BEGIN Exercise input
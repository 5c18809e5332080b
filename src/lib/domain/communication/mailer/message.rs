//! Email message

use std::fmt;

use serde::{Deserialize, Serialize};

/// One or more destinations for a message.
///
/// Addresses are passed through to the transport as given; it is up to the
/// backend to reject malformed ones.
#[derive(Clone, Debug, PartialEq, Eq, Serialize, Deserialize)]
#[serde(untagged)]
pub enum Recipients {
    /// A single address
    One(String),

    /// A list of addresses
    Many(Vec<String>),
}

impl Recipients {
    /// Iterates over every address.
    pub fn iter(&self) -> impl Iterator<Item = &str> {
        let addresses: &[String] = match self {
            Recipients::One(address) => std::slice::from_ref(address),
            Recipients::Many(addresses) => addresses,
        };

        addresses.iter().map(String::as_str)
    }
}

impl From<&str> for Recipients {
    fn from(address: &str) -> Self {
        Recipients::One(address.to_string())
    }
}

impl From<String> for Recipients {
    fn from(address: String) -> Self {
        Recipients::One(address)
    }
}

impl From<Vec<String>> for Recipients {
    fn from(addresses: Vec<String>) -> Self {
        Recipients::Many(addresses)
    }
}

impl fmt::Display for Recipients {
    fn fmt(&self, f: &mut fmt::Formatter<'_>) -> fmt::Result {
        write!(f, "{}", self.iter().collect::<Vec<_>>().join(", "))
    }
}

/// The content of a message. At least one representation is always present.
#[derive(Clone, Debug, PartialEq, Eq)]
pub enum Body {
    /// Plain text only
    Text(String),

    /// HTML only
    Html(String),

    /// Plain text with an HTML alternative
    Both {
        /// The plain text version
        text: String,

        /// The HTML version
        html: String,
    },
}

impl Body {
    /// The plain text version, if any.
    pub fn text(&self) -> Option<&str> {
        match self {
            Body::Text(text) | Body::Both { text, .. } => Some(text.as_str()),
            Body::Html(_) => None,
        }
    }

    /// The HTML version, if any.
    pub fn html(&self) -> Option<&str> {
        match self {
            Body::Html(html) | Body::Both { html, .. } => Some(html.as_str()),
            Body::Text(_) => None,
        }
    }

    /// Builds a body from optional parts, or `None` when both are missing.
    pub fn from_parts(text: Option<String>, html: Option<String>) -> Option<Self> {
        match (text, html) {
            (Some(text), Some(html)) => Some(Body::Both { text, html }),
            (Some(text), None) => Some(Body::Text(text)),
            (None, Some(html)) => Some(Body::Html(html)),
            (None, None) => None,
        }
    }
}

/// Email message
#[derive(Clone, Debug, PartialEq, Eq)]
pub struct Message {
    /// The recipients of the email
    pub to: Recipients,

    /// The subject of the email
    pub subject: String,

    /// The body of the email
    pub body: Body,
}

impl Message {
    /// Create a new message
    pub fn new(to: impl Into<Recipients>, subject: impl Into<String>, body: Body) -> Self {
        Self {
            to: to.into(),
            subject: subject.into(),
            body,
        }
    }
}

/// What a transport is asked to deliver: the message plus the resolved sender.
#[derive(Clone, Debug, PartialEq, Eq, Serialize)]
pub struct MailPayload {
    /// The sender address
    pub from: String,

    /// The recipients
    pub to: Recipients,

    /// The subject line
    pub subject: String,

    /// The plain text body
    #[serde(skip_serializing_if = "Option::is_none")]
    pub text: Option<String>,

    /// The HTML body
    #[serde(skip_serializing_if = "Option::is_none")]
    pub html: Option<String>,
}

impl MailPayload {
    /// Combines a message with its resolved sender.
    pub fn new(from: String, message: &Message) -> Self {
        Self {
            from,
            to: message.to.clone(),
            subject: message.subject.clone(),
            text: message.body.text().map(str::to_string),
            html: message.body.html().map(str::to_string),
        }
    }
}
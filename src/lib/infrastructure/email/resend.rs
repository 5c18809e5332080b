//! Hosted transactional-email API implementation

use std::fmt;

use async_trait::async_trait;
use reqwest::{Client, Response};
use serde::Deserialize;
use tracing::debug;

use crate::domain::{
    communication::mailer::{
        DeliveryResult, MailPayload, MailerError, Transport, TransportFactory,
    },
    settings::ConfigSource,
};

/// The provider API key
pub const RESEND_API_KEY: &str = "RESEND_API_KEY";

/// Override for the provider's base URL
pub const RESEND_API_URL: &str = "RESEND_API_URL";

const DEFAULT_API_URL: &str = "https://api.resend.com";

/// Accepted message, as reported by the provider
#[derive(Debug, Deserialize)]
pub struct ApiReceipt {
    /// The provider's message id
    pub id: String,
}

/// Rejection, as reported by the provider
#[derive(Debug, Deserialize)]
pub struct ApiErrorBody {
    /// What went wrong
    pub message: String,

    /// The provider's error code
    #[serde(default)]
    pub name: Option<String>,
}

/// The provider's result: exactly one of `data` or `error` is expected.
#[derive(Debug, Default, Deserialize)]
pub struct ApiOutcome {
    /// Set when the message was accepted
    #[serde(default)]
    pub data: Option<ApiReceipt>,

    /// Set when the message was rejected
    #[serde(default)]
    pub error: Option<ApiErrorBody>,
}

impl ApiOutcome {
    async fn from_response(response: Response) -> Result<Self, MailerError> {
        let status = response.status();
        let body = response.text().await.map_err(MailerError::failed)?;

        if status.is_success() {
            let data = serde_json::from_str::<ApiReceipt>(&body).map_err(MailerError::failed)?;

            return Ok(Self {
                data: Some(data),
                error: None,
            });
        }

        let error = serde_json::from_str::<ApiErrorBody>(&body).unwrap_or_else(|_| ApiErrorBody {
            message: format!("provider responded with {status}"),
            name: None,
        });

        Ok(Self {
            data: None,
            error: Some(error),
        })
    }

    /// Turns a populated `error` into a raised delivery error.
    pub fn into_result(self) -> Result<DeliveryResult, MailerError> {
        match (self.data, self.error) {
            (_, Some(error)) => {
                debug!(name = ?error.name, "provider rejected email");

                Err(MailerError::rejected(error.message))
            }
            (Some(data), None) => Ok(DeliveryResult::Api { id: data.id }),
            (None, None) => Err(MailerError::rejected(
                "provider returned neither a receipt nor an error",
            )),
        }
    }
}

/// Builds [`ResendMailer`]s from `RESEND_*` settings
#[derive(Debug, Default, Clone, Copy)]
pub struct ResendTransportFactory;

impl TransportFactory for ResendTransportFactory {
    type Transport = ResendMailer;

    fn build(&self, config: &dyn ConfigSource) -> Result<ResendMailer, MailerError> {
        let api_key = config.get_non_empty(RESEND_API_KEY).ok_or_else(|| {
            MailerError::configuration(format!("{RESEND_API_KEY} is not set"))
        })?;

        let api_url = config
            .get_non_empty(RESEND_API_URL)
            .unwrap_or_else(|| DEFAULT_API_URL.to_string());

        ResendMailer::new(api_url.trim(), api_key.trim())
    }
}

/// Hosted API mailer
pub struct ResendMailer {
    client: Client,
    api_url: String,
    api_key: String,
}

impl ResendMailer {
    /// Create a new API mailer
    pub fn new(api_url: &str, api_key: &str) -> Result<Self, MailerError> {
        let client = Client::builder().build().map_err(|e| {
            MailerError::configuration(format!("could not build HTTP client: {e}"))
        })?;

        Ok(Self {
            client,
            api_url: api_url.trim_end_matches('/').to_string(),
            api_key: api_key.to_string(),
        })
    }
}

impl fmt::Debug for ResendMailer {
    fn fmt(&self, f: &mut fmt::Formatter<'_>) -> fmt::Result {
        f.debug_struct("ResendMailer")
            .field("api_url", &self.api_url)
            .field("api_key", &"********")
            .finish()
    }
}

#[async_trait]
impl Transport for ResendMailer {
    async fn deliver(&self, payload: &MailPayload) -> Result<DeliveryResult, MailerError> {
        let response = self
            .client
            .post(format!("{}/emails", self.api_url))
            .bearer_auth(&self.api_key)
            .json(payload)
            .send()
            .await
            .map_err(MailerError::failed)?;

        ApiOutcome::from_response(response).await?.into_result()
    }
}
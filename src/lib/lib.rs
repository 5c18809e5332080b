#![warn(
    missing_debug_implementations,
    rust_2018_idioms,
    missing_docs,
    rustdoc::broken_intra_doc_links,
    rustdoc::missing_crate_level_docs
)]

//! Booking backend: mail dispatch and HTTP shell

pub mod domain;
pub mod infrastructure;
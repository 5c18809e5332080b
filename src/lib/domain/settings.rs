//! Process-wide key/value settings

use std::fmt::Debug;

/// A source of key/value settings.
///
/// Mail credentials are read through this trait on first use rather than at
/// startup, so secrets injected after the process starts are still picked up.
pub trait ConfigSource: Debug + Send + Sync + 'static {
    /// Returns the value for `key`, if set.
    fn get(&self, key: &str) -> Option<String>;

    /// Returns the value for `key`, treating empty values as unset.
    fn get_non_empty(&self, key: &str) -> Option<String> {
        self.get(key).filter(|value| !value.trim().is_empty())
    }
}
END Exercise input
BEGIN Exercise input
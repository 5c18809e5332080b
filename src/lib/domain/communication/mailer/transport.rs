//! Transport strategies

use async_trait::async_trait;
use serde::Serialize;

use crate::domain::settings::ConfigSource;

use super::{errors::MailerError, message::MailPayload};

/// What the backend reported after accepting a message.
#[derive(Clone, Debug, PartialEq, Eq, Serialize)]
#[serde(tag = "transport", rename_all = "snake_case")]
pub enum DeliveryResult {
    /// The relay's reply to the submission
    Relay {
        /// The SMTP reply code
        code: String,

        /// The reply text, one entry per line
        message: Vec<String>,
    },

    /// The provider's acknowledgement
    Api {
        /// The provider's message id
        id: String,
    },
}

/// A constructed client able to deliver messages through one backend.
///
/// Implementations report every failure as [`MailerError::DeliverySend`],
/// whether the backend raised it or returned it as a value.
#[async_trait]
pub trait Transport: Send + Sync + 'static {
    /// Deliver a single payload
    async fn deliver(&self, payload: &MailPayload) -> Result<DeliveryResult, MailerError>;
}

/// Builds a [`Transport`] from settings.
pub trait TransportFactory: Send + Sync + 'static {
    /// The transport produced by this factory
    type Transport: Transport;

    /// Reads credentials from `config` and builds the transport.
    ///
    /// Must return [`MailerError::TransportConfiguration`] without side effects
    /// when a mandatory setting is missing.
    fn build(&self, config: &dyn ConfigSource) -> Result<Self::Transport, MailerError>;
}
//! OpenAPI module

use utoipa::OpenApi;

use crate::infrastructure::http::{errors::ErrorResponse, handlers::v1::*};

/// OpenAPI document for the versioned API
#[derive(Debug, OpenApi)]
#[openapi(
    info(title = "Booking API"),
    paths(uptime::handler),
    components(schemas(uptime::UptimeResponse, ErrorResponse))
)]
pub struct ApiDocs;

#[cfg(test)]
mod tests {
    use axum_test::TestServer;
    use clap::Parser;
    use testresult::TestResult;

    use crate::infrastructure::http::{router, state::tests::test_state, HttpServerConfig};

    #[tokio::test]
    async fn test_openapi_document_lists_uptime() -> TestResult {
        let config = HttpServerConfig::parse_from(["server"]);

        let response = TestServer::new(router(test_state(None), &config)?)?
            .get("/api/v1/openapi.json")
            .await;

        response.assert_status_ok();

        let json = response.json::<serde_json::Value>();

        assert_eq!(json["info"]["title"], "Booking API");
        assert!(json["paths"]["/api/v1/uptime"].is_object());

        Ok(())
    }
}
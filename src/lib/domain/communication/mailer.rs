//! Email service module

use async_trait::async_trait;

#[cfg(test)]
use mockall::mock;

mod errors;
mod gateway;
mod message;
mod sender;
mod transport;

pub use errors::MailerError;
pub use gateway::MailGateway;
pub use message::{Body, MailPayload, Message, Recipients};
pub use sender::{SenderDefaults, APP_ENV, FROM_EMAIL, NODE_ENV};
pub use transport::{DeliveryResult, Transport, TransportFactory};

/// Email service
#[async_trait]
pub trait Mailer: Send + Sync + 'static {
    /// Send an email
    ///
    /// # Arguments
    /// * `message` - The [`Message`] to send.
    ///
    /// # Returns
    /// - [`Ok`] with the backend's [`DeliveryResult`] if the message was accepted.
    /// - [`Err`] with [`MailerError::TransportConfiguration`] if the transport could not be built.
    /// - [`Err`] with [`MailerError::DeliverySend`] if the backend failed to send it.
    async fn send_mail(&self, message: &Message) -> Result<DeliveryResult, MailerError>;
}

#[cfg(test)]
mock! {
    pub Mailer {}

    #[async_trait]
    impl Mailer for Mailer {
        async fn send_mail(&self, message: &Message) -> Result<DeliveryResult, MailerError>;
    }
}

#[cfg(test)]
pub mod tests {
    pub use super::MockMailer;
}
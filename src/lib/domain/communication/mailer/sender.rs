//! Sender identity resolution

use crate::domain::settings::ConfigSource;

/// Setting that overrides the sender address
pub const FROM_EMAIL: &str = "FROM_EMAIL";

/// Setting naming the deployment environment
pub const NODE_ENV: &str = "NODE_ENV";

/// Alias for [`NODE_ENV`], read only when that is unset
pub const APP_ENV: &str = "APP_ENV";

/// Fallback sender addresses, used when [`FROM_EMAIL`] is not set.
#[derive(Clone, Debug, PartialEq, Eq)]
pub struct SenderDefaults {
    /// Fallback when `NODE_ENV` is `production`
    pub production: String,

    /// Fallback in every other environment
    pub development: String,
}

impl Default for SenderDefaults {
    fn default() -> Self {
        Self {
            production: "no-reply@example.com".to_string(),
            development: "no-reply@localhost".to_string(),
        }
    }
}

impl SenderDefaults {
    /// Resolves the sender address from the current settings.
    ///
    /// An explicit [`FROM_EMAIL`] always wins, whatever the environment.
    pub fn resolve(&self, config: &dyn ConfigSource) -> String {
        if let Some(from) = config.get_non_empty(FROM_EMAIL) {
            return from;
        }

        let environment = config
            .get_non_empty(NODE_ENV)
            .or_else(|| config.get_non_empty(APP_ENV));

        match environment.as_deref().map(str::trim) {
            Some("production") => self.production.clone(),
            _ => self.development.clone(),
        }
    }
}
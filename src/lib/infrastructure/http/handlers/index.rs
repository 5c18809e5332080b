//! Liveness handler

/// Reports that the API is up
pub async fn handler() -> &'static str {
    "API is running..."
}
END Exercise input
Go through the entries above and report every line in which the word "ErrorResponse" appears.

* _Written answer_
use crate::infrastructure::http::{errors::ErrorResponse, handlers::v1::*};
    components(schemas(uptime::UptimeResponse, ErrorResponse))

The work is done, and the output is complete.